The paper presents the preliminary results of the Ph.D. research project conducted in a group of employees of an International Organisation, which is a part of the United Nations System. It runs projects and has offices in over 100 countries all around the world. The selected group is characterised by extensive mobility. All of the interviewees have changed their place of residence at least once. Most of them have moved more than once between the countries. In average, they change countries of residence at least 3-4 times during the course of their life, some of them have changed their locations over 10 times. All of them travel at least 100 days a year for business, staying abroad from 5 days to 3 weeks long.
The research has shown that the individuals locate themselves primarily within socio-technical networks and that the essential qualities of a place play little role in their decisions to settle down. The main theses of the research include the one of the non-territorial principle of fixation, flexibility of fixation, and mobile localities. The paper concentrates on the last thesis.
The paper combines the empirical evidence with the theoretical postulate of spatially conscious sociology (Sayer) and methodological cosmopolitism (Beck). The aim was to escape the global-national-regional-local perspective and look at the localities as not spatially but socially bound. Further, the theoretical considerations were inspired by the Georg Simmel's concept of qualities of space.
Pastoral culture and world culture: the modern mobility of the Wodaabe of Central Niger
Dr. Elisabeth Boesen, Center for Modern Oriental Studies Berlin
“The nomad“ has become a metaphor of the post-modern way of life. This not only because real mobility constitutes an essential quality of post-modern life but also because the nomad represents a genuine attitude of resistance and its innate creativity. One would have expected that this newly fashioned “nomadology” would also bring about a renewed interest in traditional forms of mobility like pastoral nomadism. At the same time it is understandable why these traditional nomads do not appear in contemporary reflections on mobility or translocality. Their mobility does not represent a mode of participation but a state of marginality, that is of exclusion, while their sphere of life, in the present case the Sahel and the desert, is even in a globalised world seen as a periphery or at most as a transit-space.

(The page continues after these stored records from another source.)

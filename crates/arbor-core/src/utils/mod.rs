// Copyright (c) 2025 Felix Kahle.
//
// Permission is hereby granted, free of charge, to any person obtaining
// a copy of this software and associated documentation files (the
// "Software"), to deal in the Software without restriction, including
// without limitation the rights to use, copy, modify, merge, publish,
// distribute, sublicense, and/or sell copies of the Software, and to
// permit persons to whom the Software is furnished to do so, subject to
// the following conditions:
//
// The above copyright notice and this permission notice shall be
// included in all copies or substantial portions of the Software.
//
// THE SOFTWARE IS PROVIDED "AS IS", WITHOUT WARRANTY OF ANY KIND,
// EXPRESS OR IMPLIED, INCLUDING BUT NOT LIMITED TO THE WARRANTIES OF
// MERCHANTABILITY, FITNESS FOR A PARTICULAR PURPOSE AND
// NONINFRINGEMENT. IN NO EVENT SHALL THE AUTHORS OR COPYRIGHT HOLDERS BE
// LIABLE FOR ANY CLAIM, DAMAGES OR OTHER LIABILITY, WHETHER IN AN ACTION
// OF CONTRACT, TORT OR OTHERWISE, ARISING FROM, OUT OF OR IN CONNECTION
// WITH THE SOFTWARE OR THE USE OR OTHER DEALINGS IN THE SOFTWARE.


//! # Utilities
//!
//! - `index`: strongly typed, zero-cost indices (`TypedIndex<T>`) together
//!   with the tags used across the workspace (`VertexIndex`, `EdgeIndex`).

pub mod index;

It is, however, remarkable that the “modern” forms of mobility which members of pastoral nomadic groups also produce have up to now been more or less ignored by academic research. For several decades Wodaabe men and women, like other Sahelian nomads, undertake seasonal travels to urban centers. One reason for this lack of interest may reside in the fact that these nomads have not been recognised in their specificity because they do not differ from peasant migrants in the quality which is crucial in the eyes of the researchers, namely their rural provenance. In the case of the Wodaabe-migrants, however, this explanation seems scarcely plausible, as their outer appearance as well as their urban activities prevent them from disappearing in the mass of migrant workers. The fact that Wodaabe urban life has been more or less ignored may also relate to the somewhat ambigious status which they occupy in this milieu. The urban Bodaado oscillates so to say between seasonal migrant worker, merchant, peripatetic, hunger-refugee and traveller. It therefore seems to be justified to define their mobility as “modern”, that is as participation in modern or global processes of exchange. I will show, however, that in the case of the Wodaabe this association of mobility and modernity/globality is questionable. Their modern movements which lead them in part to rather modern localities, namely into the world of tourists and white ex-patriates, must also be understood as a manifestation of a conservative attitude to life.